→ Work order: On the basis of the records below, report how many lines contain the word "into". Nothing else should be given.

→ Input data:
//! Object handlers and the dependency-ordered pipeline that runs them
//!
//! Each handler owns one category of template entity. Extraction reads the
//! remote site into the template; provisioning writes the template to the
//! site, registering created entities on the [`TokenParser`] so handlers
//! that run later can resolve tokens referring to them.

mod audit;
mod error;
mod lists;
mod pipeline;
mod property_bag;
mod workflows;

pub use audit::AuditSettingsHandler;
pub use error::{HandlerError, PipelineError};
pub use lists::ListsHandler;
pub use pipeline::{HandlerFailure, HandlerPipeline, HandlerPipelineBuilder, PipelineReport};
pub use property_bag::PropertyBagHandler;
pub use workflows::WorkflowsHandler;

use crate::model::Template;
use crate::remote::SiteConnection;
use crate::token::TokenParser;

/// Controls what extraction reads from the site
#[derive(Debug, Clone, Default, PartialEq, Eq)]
pub struct ExtractionOptions {
    /// Also extract lists the site marks hidden
    pub include_hidden_lists: bool,
    /// Also extract property bag keys starting with `_` or `vti_`
    pub include_system_properties: bool,
}

impl ExtractionOptions {
    pub fn new() -> Self {
        Self::default()
    }

    pub fn with_hidden_lists(mut self, include: bool) -> Self {
        self.include_hidden_lists = include;
        self
    }

    pub fn with_system_properties(mut self, include: bool) -> Self {
        self.include_system_properties = include;
        self
    }
}

/// Extraction and provisioning logic for one category of template entity
pub trait ObjectHandler {
    /// Unique name, used in dependency declarations and diagnostics
    fn name(&self) -> &'static str;

    /// Handlers whose provisioning output this handler's tokens refer to
    fn requires(&self) -> &'static [&'static str] {
        &[]
    }

    fn will_extract(&self, site: &dyn SiteConnection, template: &Template, options: &ExtractionOptions) -> bool;

    fn will_provision(&self, site: &dyn SiteConnection, template: &Template) -> bool;

    /// Read the site into `template`, returning the extended template
    fn extract(
        &self,
        site: &dyn SiteConnection,
        template: Template,
        options: &ExtractionOptions,
    ) -> Result<Template, HandlerError>;

    /// Apply `template` to the site
    ///
    /// String fields are passed through `parser` before they are sent; the
    /// template itself is never modified. Entities this handler creates are
    /// registered on `parser`.
    fn provision(
        &self,
        site: &mut dyn SiteConnection,
        template: &Template,
        parser: &mut TokenParser,
    ) -> Result<(), HandlerError>;
}

/// Resolve tokens in every value of a string map
pub(crate) fn parse_values(
    parser: &mut TokenParser,
    values: &std::collections::BTreeMap<String, String>,
) -> Result<std::collections::BTreeMap<String, String>, HandlerError> {
    values
        .iter()
        .map(|(k, v)| -> Result<(String, String), HandlerError> { Ok((k.clone(), parser.parse_string(v)?)) })
        .collect()
}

→ Result of the exercise: 2